[Excerpts from a dataset]
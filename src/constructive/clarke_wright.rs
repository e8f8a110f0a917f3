//! Clarke-Wright savings heuristic.
//!
//! # Algorithm
//!
//! The savings algorithm (Clarke & Wright, 1964) starts with each customer
//! on its own trivial route (origin → customer → origin). Linking customer
//! `j` directly after customer `i` instead of returning to the origin
//! between them saves
//!
//! ```text
//! s(i, j) = d(i, 0) + d(0, j) - d(i, j)
//! ```
//!
//! Savings are computed once for every ordered pair of distinct customers,
//! ranked, and consumed from the highest down. A saving `(i, j)` merges
//! the route ending at `i` with the route starting at `j` when those are
//! two distinct routes; otherwise it is discarded. Savings are never
//! recomputed after a merge — recomputing would change which merges occur,
//! so the classic one-shot ranking is specified behavior here, not an
//! optimization target.
//!
//! # Complexity
//!
//! O(n² log n) where n = number of customers (dominated by sorting
//! savings; eligibility lookups are O(1) through the route set's endpoint
//! indexes).
//!
//! # Reference
//!
//! Clarke, G. & Wright, J.W. (1964). "Scheduling of Vehicles from a Central
//! Depot to a Number of Delivery Points", *Operations Research* 12(4), 568-581.

use crate::models::{RouteSet, SavingsSolution, TspInstance};

/// A savings value for linking customer `j` directly after customer `i`.
#[derive(Debug)]
struct Saving {
    i: usize,
    j: usize,
    value: f64,
}

/// Builds a tour (or a set of disjoint routes) with the Clarke-Wright
/// savings heuristic.
///
/// Starts with one trivial route per customer and merges routes in order
/// of decreasing savings. The loop stops when a single route remains or
/// the savings are exhausted; in the latter case the result holds several
/// disjoint routes, which is a valid outcome callers must accept.
///
/// Savings with no eligible route pair are skipped, counted, and reported
/// through [`SavingsSolution::skipped_savings`]; each skip also emits a
/// `tracing` debug event.
///
/// # Arguments
///
/// * `instance` — Validated instance (symmetric matrix plus origin)
///
/// # Examples
///
/// ```
/// use tsp_construct::distance::DistanceMatrix;
/// use tsp_construct::models::TspInstance;
/// use tsp_construct::constructive::clarke_wright_savings;
///
/// let dm = DistanceMatrix::from_points(&[(0.0, 0.0), (1.0, 0.0), (2.0, 0.0)]);
/// let instance = TspInstance::new(dm, 0).unwrap();
///
/// let solution = clarke_wright_savings(&instance);
/// assert!(solution.is_single_tour());
/// ```
pub fn clarke_wright_savings(instance: &TspInstance) -> SavingsSolution {
    let origin = instance.origin();
    let customers: Vec<usize> = instance.customers().collect();

    let mut routes = RouteSet::singletons(instance);

    // Savings for every ordered pair of distinct customers, computed once.
    let mut savings = Vec::with_capacity(customers.len() * customers.len().saturating_sub(1));
    for &i in &customers {
        for &j in &customers {
            if i == j {
                continue;
            }
            let value =
                instance.distance(i, origin) + instance.distance(origin, j) - instance.distance(i, j);
            savings.push(Saving { i, j, value });
        }
    }

    // Ascending sort so the highest saving pops off the end first; the
    // stable sort leaves equal values in generation order.
    savings.sort_by(|a, b| {
        a.value
            .partial_cmp(&b.value)
            .expect("savings should not be NaN")
    });

    let mut merges = 0usize;
    let mut skipped = 0usize;

    while routes.len() > 1 {
        let Some(saving) = savings.pop() else {
            // Savings exhausted with disjoint routes left: residual
            // fragmentation, a valid terminal state.
            break;
        };
        if routes.try_merge(saving.i, saving.j) {
            merges += 1;
            tracing::trace!(i = saving.i, j = saving.j, value = saving.value, "merged routes");
        } else {
            skipped += 1;
            tracing::debug!(
                i = saving.i,
                j = saving.j,
                value = saving.value,
                "no eligible merge for saving"
            );
        }
    }

    let total_length = routes.total_length(instance.distances());
    SavingsSolution::new(routes.sorted_routes(), total_length, merges, skipped)
}

#[cfg(test)]
mod tests {
    use super::*;
    use crate::distance::DistanceMatrix;
    use crate::evaluation::tour_length;
    use proptest::prelude::*;
    use std::collections::HashSet;

    fn instance_from_points(points: &[(f64, f64)], origin: usize) -> TspInstance {
        TspInstance::new(DistanceMatrix::from_points(points), origin).expect("valid")
    }

    #[test]
    fn test_cw_line_merges_to_one_tour() {
        let instance =
            instance_from_points(&[(0.0, 0.0), (1.0, 0.0), (2.0, 0.0), (3.0, 0.0)], 0);
        let sol = clarke_wright_savings(&instance);
        assert!(sol.is_single_tour());
        // Highest saving links the far pair first, then extends inward
        assert_eq!(sol.routes()[0].nodes(), &[0, 3, 2, 1, 0]);
        assert!((sol.total_length() - 6.0).abs() < 1e-10);
        assert_eq!(sol.merges(), 2);
        assert_eq!(sol.skipped_savings(), 2);
    }

    #[test]
    fn test_cw_top_saving_links_close_pair() {
        // Customers 1 and 2 sit far out and next to each other, so their
        // saving dominates and their routes merge before anything else
        let instance =
            instance_from_points(&[(0.0, 0.0), (10.0, 0.0), (10.0, 1.0), (0.0, 1.0)], 0);
        let sol = clarke_wright_savings(&instance);
        assert!(sol.is_single_tour());
        let nodes = sol.routes()[0].nodes();
        // 1 and 2 end up adjacent on the tour
        let pos1 = nodes.iter().position(|&n| n == 1).expect("on tour");
        let pos2 = nodes.iter().position(|&n| n == 2).expect("on tour");
        assert_eq!(pos1.abs_diff(pos2), 1);
        assert!((sol.total_length() - 22.0).abs() < 1e-10);
    }

    #[test]
    fn test_cw_single_customer() {
        let instance = instance_from_points(&[(0.0, 0.0), (3.0, 4.0)], 0);
        let sol = clarke_wright_savings(&instance);
        // No savings pairs exist; the trivial route survives untouched
        assert_eq!(sol.num_routes(), 1);
        assert_eq!(sol.routes()[0].nodes(), &[0, 1, 0]);
        assert!((sol.total_length() - 10.0).abs() < 1e-10);
        assert_eq!(sol.merges(), 0);
        assert_eq!(sol.skipped_savings(), 0);
    }

    #[test]
    fn test_cw_origin_only() {
        let instance = TspInstance::new(DistanceMatrix::new(1), 0).expect("valid");
        let sol = clarke_wright_savings(&instance);
        assert_eq!(sol.num_routes(), 0);
        assert_eq!(sol.total_length(), 0.0);
    }

    #[test]
    fn test_cw_nonzero_origin() {
        let instance =
            instance_from_points(&[(1.0, 0.0), (0.0, 0.0), (2.0, 0.0)], 1);
        let sol = clarke_wright_savings(&instance);
        for route in sol.routes() {
            let nodes = route.nodes();
            assert_eq!(*nodes.first().expect("non-empty"), 1);
            assert_eq!(*nodes.last().expect("non-empty"), 1);
        }
    }

    #[test]
    fn test_cw_total_matches_per_route_lengths() {
        let instance = instance_from_points(
            &[(0.0, 0.0), (4.0, 1.0), (2.0, 5.0), (7.0, 3.0), (1.0, 2.0), (6.0, 6.0)],
            0,
        );
        let sol = clarke_wright_savings(&instance);
        let summed: f64 = sol
            .routes()
            .iter()
            .map(|r| tour_length(r.nodes(), instance.distances()))
            .sum();
        assert!((sol.total_length() - summed).abs() < 1e-9);
    }

    proptest! {
        #[test]
        fn prop_cw_routes_partition_customers(
            points in proptest::collection::vec((0.0f64..100.0, 0.0f64..100.0), 2..12)
        ) {
            let instance = instance_from_points(&points, 0);
            let sol = clarke_wright_savings(&instance);

            // every customer appears exactly once across all routes
            let mut seen = HashSet::new();
            for route in sol.routes() {
                prop_assert_eq!(*route.nodes().first().unwrap(), 0);
                prop_assert_eq!(*route.nodes().last().unwrap(), 0);
                for &c in route.customers() {
                    prop_assert!(seen.insert(c));
                }
            }
            let customers: HashSet<usize> = instance.customers().collect();
            prop_assert_eq!(seen, customers);

            // edge count identity over the terminal collection
            let edges: usize = sol.routes().iter().map(|r| r.num_edges()).sum();
            prop_assert_eq!(edges, instance.num_customers() + sol.num_routes());

            // report total equals the recomputed per-route sum
            let summed: f64 = sol
                .routes()
                .iter()
                .map(|r| tour_length(r.nodes(), instance.distances()))
                .sum();
            prop_assert!((sol.total_length() - summed).abs() < 1e-6);
        }
    }
}
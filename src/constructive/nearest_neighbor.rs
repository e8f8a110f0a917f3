//! Nearest-neighbor constructive heuristic.
//!
//! Builds a single open path greedily: starting from the origin, always
//! visit the nearest unvisited node. The path is not closed back to the
//! origin.
//!
//! # Complexity
//!
//! O(n²) where n = number of nodes.
//!
//! # Reference
//!
//! The simplest constructive heuristic for the TSP. Solution quality is
//! typically 15-25% above optimal, but it provides a fast baseline.

use crate::models::{Path, TspInstance};

/// Builds an open path over every node using the nearest-neighbor rule.
///
/// Starting from the instance origin, repeatedly appends the unvisited
/// node with the strictly smallest distance from the current node.
/// Candidates are scanned in ascending id order under a strict `<`
/// comparison, so the first minimal candidate wins ties. Each choice is
/// irrevocable; there is no backtracking and no return edge.
///
/// # Arguments
///
/// * `instance` — Validated instance (symmetric matrix plus origin)
///
/// # Examples
///
/// ```
/// use tsp_construct::distance::DistanceMatrix;
/// use tsp_construct::models::TspInstance;
/// use tsp_construct::constructive::nearest_neighbor;
///
/// let dm = DistanceMatrix::from_points(&[(0.0, 0.0), (1.0, 0.0), (2.0, 0.0)]);
/// let instance = TspInstance::new(dm, 0).unwrap();
///
/// let path = nearest_neighbor(&instance);
/// assert_eq!(path.nodes(), &[0, 1, 2]);
/// assert!((path.total_length() - 2.0).abs() < 1e-10);
/// ```
pub fn nearest_neighbor(instance: &TspInstance) -> Path {
    let n = instance.num_nodes();
    let mut visited = vec![false; n];
    visited[instance.origin()] = true;

    let mut path = Path::new(instance.origin());
    let mut current = instance.origin();

    while path.len() < n {
        // Find the nearest unvisited node; strict `<` keeps the first
        // minimal candidate in ascending id order.
        let mut best: Option<(usize, f64)> = None;
        for i in 0..n {
            if visited[i] {
                continue;
            }
            let d = instance.distance(current, i);
            match best {
                Some((_, best_d)) if d >= best_d => {}
                _ => best = Some((i, d)),
            }
        }

        let (next, d) = best.expect("an unvisited node remains while path is short");
        visited[next] = true;
        path.push(next, d);
        current = next;
    }

    path
}
//! TSP instance: a validated distance matrix plus a designated origin.

use anyhow::{anyhow, Result};

use crate::distance::DistanceMatrix;

/// Tolerance used when checking symmetry and the zero diagonal.
const VALIDATION_TOL: f64 = 1e-9;

/// A validated TSP instance.
///
/// Owns an immutable symmetric distance matrix over nodes `0..n` and the
/// origin (depot) node both heuristics start from. Construction fails fast
/// on malformed input, so a `TspInstance` in hand is always safe to solve:
/// the matrix is square, symmetric, non-negative, has a zero diagonal, and
/// the origin is in range.
///
/// # Examples
///
/// ```
/// use tsp_construct::distance::DistanceMatrix;
/// use tsp_construct::models::TspInstance;
///
/// let dm = DistanceMatrix::from_points(&[(0.0, 0.0), (1.0, 0.0), (2.0, 0.0)]);
/// let instance = TspInstance::new(dm, 0).unwrap();
/// assert_eq!(instance.num_nodes(), 3);
/// assert_eq!(instance.customers().collect::<Vec<_>>(), vec![1, 2]);
/// ```
#[derive(Debug, Clone)]
pub struct TspInstance {
    distances: DistanceMatrix,
    origin: usize,
}

impl TspInstance {
    /// Creates an instance, validating the matrix and origin.
    ///
    /// # Errors
    ///
    /// Returns an error if the instance has no nodes, the origin is out of
    /// range, or the matrix has a negative entry, a non-zero diagonal, or
    /// an asymmetric pair.
    pub fn new(distances: DistanceMatrix, origin: usize) -> Result<Self> {
        let n = distances.size();
        if n == 0 {
            return Err(anyhow!("instance must have at least one node"));
        }
        if origin >= n {
            return Err(anyhow!("origin {} out of range for {} nodes", origin, n));
        }
        if !distances.is_nonnegative() {
            return Err(anyhow!("distance matrix has a negative entry"));
        }
        if !distances.has_zero_diagonal(VALIDATION_TOL) {
            return Err(anyhow!("distance matrix has a non-zero diagonal entry"));
        }
        if !distances.is_symmetric(VALIDATION_TOL) {
            return Err(anyhow!("distance matrix is not symmetric"));
        }
        Ok(Self { distances, origin })
    }

    /// Returns the distance between two nodes.
    pub fn distance(&self, from: usize, to: usize) -> f64 {
        self.distances.get(from, to)
    }

    /// Returns the underlying distance matrix.
    pub fn distances(&self) -> &DistanceMatrix {
        &self.distances
    }

    /// Total number of nodes, origin included.
    pub fn num_nodes(&self) -> usize {
        self.distances.size()
    }

    /// The designated origin (depot) node.
    pub fn origin(&self) -> usize {
        self.origin
    }

    /// Iterates over all non-origin nodes in ascending id order.
    pub fn customers(&self) -> impl Iterator<Item = usize> + '_ {
        (0..self.num_nodes()).filter(move |&i| i != self.origin)
    }

    /// Number of non-origin nodes.
    pub fn num_customers(&self) -> usize {
        self.num_nodes() - 1
    }
}
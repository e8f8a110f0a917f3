//! Route collection maintained by the savings merge loop.

use std::collections::HashMap;

use crate::distance::DistanceMatrix;
use crate::models::{Route, TspInstance};

/// The working collection of routes during the savings heuristic.
///
/// Routes are keyed by their `(head, tail)` customer pair. Each customer is
/// head of at most one route and tail of at most one route at any time;
/// auxiliary head and tail indexes keep the merge-eligibility lookup O(1)
/// without changing which merges occur. A merge consumes exactly two keys
/// and produces one, so the keys always partition the customer set.
///
/// # Examples
///
/// ```
/// use tsp_construct::distance::DistanceMatrix;
/// use tsp_construct::models::{RouteSet, TspInstance};
///
/// let dm = DistanceMatrix::from_points(&[(0.0, 0.0), (1.0, 0.0), (2.0, 0.0)]);
/// let instance = TspInstance::new(dm, 0).unwrap();
/// let mut set = RouteSet::singletons(&instance);
/// assert_eq!(set.len(), 2);
/// assert!(set.try_merge(1, 2));
/// assert_eq!(set.len(), 1);
/// ```
#[derive(Debug, Clone)]
pub struct RouteSet {
    routes: HashMap<(usize, usize), Route>,
    by_head: HashMap<usize, (usize, usize)>,
    by_tail: HashMap<usize, (usize, usize)>,
}

impl RouteSet {
    /// Builds the initial collection: one trivial out-and-back route per
    /// customer, keyed `(c, c)`.
    pub fn singletons(instance: &TspInstance) -> Self {
        let origin = instance.origin();
        let mut routes = HashMap::new();
        let mut by_head = HashMap::new();
        let mut by_tail = HashMap::new();
        for c in instance.customers() {
            routes.insert((c, c), Route::singleton(origin, c));
            by_head.insert(c, (c, c));
            by_tail.insert(c, (c, c));
        }
        Self {
            routes,
            by_head,
            by_tail,
        }
    }

    /// Number of routes currently in the collection.
    pub fn len(&self) -> usize {
        self.routes.len()
    }

    /// Returns `true` if the collection holds no routes.
    pub fn is_empty(&self) -> bool {
        self.routes.is_empty()
    }

    /// Returns the route stored under the given `(head, tail)` key.
    pub fn get(&self, head: usize, tail: usize) -> Option<&Route> {
        self.routes.get(&(head, tail))
    }

    /// Iterates over the current routes in unspecified order.
    pub fn routes(&self) -> impl Iterator<Item = &Route> {
        self.routes.values()
    }

    /// Iterates over the current `(head, tail)` keys in unspecified order.
    pub fn keys(&self) -> impl Iterator<Item = (usize, usize)> + '_ {
        self.routes.keys().copied()
    }

    /// Returns the routes sorted by key, for deterministic reporting.
    pub fn sorted_routes(&self) -> Vec<Route> {
        let mut keys: Vec<_> = self.routes.keys().copied().collect();
        keys.sort_unstable();
        keys.iter().map(|k| self.routes[k].clone()).collect()
    }

    /// Attempts the merge for saving pair `(i, j)`.
    ///
    /// Eligible when some route ends at `i` and a different route starts at
    /// `j`; the two are then replaced by their join under the key
    /// `(t1.head, t2.tail)` in a single remove-two-insert-one step.
    /// Returns `false` (leaving the collection untouched) when no eligible
    /// pair exists.
    pub fn try_merge(&mut self, i: usize, j: usize) -> bool {
        let (k1, k2) = match (self.by_tail.get(&i), self.by_head.get(&j)) {
            (Some(&k1), Some(&k2)) if k1 != k2 => (k1, k2),
            _ => return false,
        };

        let t1 = self.routes.remove(&k1).expect("tail index points at a live route");
        let t2 = self.routes.remove(&k2).expect("head index points at a live route");
        let merged = t1.join(&t2);
        let key = (t1.head(), t2.tail());

        self.by_head.remove(&t2.head());
        self.by_tail.remove(&t1.tail());
        self.by_head.insert(merged.head(), key);
        self.by_tail.insert(merged.tail(), key);
        self.routes.insert(key, merged);
        true
    }

    /// Total distance across all routes in the collection.
    pub fn total_length(&self, distances: &DistanceMatrix) -> f64 {
        self.routes.values().map(|r| r.length(distances)).sum()
    }
}
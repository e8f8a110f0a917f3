//! Domain model types for TSP construction.
//!
//! Provides the core abstractions: a validated instance owning the
//! distance matrix and origin, the open path built by nearest neighbor,
//! closed routes and the keyed route collection used by the savings
//! heuristic, and the savings result type.

mod instance;
mod path;
mod route;
mod route_set;
mod solution;

pub use instance::TspInstance;
pub use path::Path;
pub use route::Route;
pub use route_set::RouteSet;
pub use solution::SavingsSolution;
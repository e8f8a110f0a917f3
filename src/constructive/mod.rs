//! Construction heuristics for approximate TSP tours.
//!
//! - [`nearest_neighbor`] — Greedy open-path construction, O(n²)
//! - [`clarke_wright_savings`] — Clarke-Wright savings route merging (1964), O(n² log n)
//!
//! Both consume the same validated [`TspInstance`](crate::models::TspInstance)
//! and run independently; neither re-optimizes its result.

mod clarke_wright;
mod nearest_neighbor;

pub use clarke_wright::clarke_wright_savings;
pub use nearest_neighbor::nearest_neighbor;
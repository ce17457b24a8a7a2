//! Infrastructure Layer - 基础设施层
//!
//! 提供所有端口的具体实现

pub mod adapters;
pub mod events;
pub mod http;
pub mod memory;

pub use adapters::{HttpTaskClient, HttpTaskClientConfig, ScriptedTaskSource};
pub use events::EventPublisher;
pub use memory::InMemoryTaskStore;
//! Task Context - Entities

use chrono::{DateTime, Utc};
use serde::{Deserialize, Serialize};

use super::message::{split_stage_message, STALE_TASK_MESSAGE};
use super::value_objects::TaskStatus;

/// 后端任务记录
///
/// 由分析后端拥有，本服务只读
#[derive(Debug, Clone, PartialEq, Eq, Serialize, Deserialize)]
#[serde(rename_all = "camelCase")]
pub struct TaskRecord {
    /// 任务 ID
    pub id: String,
    /// 任务所处理的文本 ID（没有文本的任务不会被跟踪）
    #[serde(default)]
    pub text_id: Option<String>,
    /// 所属语料库 ID（线上记录不一定携带）
    #[serde(default)]
    pub corpus_id: Option<String>,
    pub status: TaskStatus,
    /// 进度百分比 0-100
    #[serde(default)]
    pub progress: u8,
    #[serde(default)]
    pub message: Option<String>,
}

impl TaskRecord {
    pub fn new(id: impl Into<String>, text_id: impl Into<String>, status: TaskStatus) -> Self {
        Self {
            id: id.into(),
            text_id: Some(text_id.into()),
            corpus_id: None,
            status,
            progress: 0,
            message: None,
        }
    }

    pub fn with_progress(mut self, progress: u8) -> Self {
        self.progress = progress.min(100);
        self
    }

    pub fn with_message(mut self, message: impl Into<String>) -> Self {
        self.message = Some(message.into());
        self
    }
}

/// UI 状态存储中跟踪的任务
///
/// 不变量:
/// - 每个 text_id 在存储中至多一条
/// - 仅在所属语料库轮询期间（或完成后的短暂停留期）存在
#[derive(Debug, Clone, PartialEq, Eq, Serialize, Deserialize)]
pub struct TrackedTask {
    pub task_id: String,
    pub corpus_id: String,
    pub text_id: String,
    pub progress: u8,
    pub stage: String,
    pub message: String,
    pub status: TaskStatus,
    pub updated_at: DateTime<Utc>,
}

impl TrackedTask {
    /// 从活动任务记录构建快照，stage 由消息解析
    pub fn from_active(corpus_id: &str, text_id: &str, record: &TaskRecord) -> Self {
        let (stage, message) = split_stage_message(record.message.as_deref());
        Self {
            task_id: record.id.clone(),
            corpus_id: corpus_id.to_string(),
            text_id: text_id.to_string(),
            progress: record.progress,
            stage,
            message,
            status: record.status,
            updated_at: Utc::now(),
        }
    }

    /// 从终态任务记录构建快照，进度固定为 100
    pub fn from_terminal(corpus_id: &str, text_id: &str, record: &TaskRecord) -> Self {
        let fallback = match record.status {
            TaskStatus::Failed => "Failed",
            _ => "Completed",
        };
        let message = record
            .message
            .clone()
            .filter(|m| !m.is_empty())
            .unwrap_or_else(|| fallback.to_string());

        Self {
            task_id: record.id.clone(),
            corpus_id: corpus_id.to_string(),
            text_id: text_id.to_string(),
            progress: 100,
            stage: record.status.as_str().to_string(),
            message,
            status: record.status,
            updated_at: Utc::now(),
        }
    }

    /// 进度停滞时本地判定的失败快照（后端状态不变）
    pub fn stalled(corpus_id: &str, text_id: &str, record: &TaskRecord) -> Self {
        Self {
            task_id: record.id.clone(),
            corpus_id: corpus_id.to_string(),
            text_id: text_id.to_string(),
            progress: record.progress,
            stage: TaskStatus::Failed.as_str().to_string(),
            message: STALE_TASK_MESSAGE.to_string(),
            status: TaskStatus::Failed,
            updated_at: Utc::now(),
        }
    }

    pub fn is_active(&self) -> bool {
        self.status.is_active()
    }
}

#[cfg(test)]
mod tests {
    use super::*;

    #[test]
    fn test_record_deserializes_camel_case() {
        let json = r#"{"id":"t1","textId":"x","status":"processing","progress":40,"message":"usas: tagging"}"#;
        let record: TaskRecord = serde_json::from_str(json).unwrap();
        assert_eq!(record.text_id.as_deref(), Some("x"));
        assert_eq!(record.progress, 40);
        assert_eq!(record.corpus_id, None);
    }

    #[test]
    fn test_record_without_text_id() {
        let json = r#"{"id":"t1","status":"pending"}"#;
        let record: TaskRecord = serde_json::from_str(json).unwrap();
        assert!(record.text_id.is_none());
        assert_eq!(record.progress, 0);
    }

    #[test]
    fn test_from_active_parses_stage() {
        let record = TaskRecord::new("t1", "x", TaskStatus::Processing)
            .with_progress(30)
            .with_message("mipvu: scanning");
        let tracked = TrackedTask::from_active("c1", "x", &record);
        assert_eq!(tracked.stage, "mipvu");
        assert_eq!(tracked.message, "scanning");
        assert_eq!(tracked.progress, 30);
        assert!(tracked.is_active());
    }

    #[test]
    fn test_from_terminal_fallback_messages() {
        let done = TaskRecord::new("t1", "x", TaskStatus::Completed).with_progress(80);
        let tracked = TrackedTask::from_terminal("c1", "x", &done);
        assert_eq!(tracked.progress, 100);
        assert_eq!(tracked.stage, "completed");
        assert_eq!(tracked.message, "Completed");

        let failed = TaskRecord::new("t2", "y", TaskStatus::Failed);
        let tracked = TrackedTask::from_terminal("c1", "y", &failed);
        assert_eq!(tracked.stage, "failed");
        assert_eq!(tracked.message, "Failed");
    }

    #[test]
    fn test_stalled_snapshot() {
        let record = TaskRecord::new("t1", "x", TaskStatus::Processing).with_progress(40);
        let tracked = TrackedTask::stalled("c1", "x", &record);
        assert_eq!(tracked.status, TaskStatus::Failed);
        assert_eq!(tracked.message, STALE_TASK_MESSAGE);
        assert_eq!(tracked.progress, 40);
    }
}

▸ **Assignment**: Write only the number of lines above that contain "then".

▸ **Expected answer**: 2